Record extracts Start Marker
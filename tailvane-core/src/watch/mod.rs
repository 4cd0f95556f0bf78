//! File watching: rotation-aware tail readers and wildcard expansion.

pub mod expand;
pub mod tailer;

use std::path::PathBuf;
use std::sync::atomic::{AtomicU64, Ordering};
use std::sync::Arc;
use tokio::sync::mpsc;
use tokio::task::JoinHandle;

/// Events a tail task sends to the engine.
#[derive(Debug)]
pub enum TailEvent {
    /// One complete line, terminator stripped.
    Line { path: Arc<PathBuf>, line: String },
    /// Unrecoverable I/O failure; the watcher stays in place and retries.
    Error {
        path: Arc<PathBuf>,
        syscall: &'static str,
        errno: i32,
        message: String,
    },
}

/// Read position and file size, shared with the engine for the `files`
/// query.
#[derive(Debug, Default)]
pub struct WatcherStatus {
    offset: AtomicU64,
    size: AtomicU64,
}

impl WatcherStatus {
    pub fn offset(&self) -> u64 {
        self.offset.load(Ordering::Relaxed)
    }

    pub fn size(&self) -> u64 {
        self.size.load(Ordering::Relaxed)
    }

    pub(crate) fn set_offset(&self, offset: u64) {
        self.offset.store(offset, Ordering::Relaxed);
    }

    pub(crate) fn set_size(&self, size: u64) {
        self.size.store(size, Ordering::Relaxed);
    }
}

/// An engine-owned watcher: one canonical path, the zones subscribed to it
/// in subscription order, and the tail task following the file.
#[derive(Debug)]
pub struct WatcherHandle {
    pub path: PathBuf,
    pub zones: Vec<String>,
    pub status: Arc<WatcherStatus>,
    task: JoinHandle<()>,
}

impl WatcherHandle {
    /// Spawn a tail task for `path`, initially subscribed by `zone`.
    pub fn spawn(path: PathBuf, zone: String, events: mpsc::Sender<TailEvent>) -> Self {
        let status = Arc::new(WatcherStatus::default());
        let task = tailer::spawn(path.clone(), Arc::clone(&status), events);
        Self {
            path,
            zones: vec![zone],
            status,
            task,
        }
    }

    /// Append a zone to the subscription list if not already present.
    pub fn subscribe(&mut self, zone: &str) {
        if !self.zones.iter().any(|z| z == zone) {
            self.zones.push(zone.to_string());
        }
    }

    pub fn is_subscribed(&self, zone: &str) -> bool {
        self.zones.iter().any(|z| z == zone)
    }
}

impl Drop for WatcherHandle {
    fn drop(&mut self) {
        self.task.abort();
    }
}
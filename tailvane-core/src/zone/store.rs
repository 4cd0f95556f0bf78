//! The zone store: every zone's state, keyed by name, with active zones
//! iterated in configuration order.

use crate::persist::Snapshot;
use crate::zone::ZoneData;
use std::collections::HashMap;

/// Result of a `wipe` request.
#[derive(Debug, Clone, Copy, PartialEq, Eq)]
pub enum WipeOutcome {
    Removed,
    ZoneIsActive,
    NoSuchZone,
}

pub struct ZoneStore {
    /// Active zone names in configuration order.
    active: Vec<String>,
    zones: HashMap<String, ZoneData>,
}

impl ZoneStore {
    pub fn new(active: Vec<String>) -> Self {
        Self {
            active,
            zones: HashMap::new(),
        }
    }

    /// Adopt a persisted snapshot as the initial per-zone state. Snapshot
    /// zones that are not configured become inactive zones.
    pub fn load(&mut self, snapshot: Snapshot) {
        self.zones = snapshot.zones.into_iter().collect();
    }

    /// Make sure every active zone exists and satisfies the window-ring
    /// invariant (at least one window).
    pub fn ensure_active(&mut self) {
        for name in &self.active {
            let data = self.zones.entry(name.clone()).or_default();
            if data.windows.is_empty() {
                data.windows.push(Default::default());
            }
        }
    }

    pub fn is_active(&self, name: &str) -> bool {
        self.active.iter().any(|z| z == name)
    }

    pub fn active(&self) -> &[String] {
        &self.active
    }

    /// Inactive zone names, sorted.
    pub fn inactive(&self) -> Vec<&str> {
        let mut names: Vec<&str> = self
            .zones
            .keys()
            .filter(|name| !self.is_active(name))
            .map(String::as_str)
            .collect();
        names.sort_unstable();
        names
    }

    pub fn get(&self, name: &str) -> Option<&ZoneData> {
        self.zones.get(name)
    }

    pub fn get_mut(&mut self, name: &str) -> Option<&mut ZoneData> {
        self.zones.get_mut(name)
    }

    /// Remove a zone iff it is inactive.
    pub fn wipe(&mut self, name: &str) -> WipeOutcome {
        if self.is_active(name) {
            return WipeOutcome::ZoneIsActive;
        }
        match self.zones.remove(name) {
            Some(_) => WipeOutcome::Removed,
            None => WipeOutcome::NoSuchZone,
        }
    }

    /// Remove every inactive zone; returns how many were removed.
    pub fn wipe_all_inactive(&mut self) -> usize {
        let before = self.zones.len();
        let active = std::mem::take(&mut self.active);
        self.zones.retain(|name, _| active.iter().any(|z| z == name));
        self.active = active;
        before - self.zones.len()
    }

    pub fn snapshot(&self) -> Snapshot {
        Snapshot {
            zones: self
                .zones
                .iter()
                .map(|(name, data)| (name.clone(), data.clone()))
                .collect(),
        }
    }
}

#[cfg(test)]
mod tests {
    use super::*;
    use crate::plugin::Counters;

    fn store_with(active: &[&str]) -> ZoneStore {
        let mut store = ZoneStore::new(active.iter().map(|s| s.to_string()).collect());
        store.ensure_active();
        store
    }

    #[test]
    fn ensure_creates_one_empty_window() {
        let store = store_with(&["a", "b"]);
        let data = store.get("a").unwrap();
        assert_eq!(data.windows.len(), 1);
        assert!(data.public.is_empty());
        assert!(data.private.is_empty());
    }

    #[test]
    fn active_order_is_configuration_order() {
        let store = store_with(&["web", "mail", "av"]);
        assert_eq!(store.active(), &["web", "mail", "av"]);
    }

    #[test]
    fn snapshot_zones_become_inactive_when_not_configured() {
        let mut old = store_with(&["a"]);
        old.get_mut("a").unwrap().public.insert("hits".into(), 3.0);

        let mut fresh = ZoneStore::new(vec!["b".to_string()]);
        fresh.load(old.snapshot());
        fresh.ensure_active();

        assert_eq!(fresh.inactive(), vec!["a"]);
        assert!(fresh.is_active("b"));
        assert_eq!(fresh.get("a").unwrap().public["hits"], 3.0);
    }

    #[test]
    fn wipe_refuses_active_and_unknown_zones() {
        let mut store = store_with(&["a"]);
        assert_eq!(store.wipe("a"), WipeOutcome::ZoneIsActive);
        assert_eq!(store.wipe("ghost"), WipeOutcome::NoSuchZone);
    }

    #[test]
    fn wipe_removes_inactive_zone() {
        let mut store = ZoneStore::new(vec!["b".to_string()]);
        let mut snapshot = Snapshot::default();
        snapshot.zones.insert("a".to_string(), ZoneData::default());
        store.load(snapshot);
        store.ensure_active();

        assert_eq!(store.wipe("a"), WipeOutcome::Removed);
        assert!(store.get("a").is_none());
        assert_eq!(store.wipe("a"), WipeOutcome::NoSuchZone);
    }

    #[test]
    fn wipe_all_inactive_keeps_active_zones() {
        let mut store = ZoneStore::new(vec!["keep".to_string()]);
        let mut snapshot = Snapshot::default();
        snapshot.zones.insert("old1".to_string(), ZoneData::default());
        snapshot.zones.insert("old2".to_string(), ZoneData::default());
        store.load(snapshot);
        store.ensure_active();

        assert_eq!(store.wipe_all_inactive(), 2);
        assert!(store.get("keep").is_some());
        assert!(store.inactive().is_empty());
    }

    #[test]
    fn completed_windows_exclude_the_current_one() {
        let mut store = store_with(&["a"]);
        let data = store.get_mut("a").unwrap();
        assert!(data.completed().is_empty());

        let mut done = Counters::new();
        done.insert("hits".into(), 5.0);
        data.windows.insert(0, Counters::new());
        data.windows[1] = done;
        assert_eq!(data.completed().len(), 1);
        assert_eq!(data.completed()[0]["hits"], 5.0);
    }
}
Record extracts End Marker
Your answer must be one number: how many lines of the data contain "tokio".

**Written answer**
2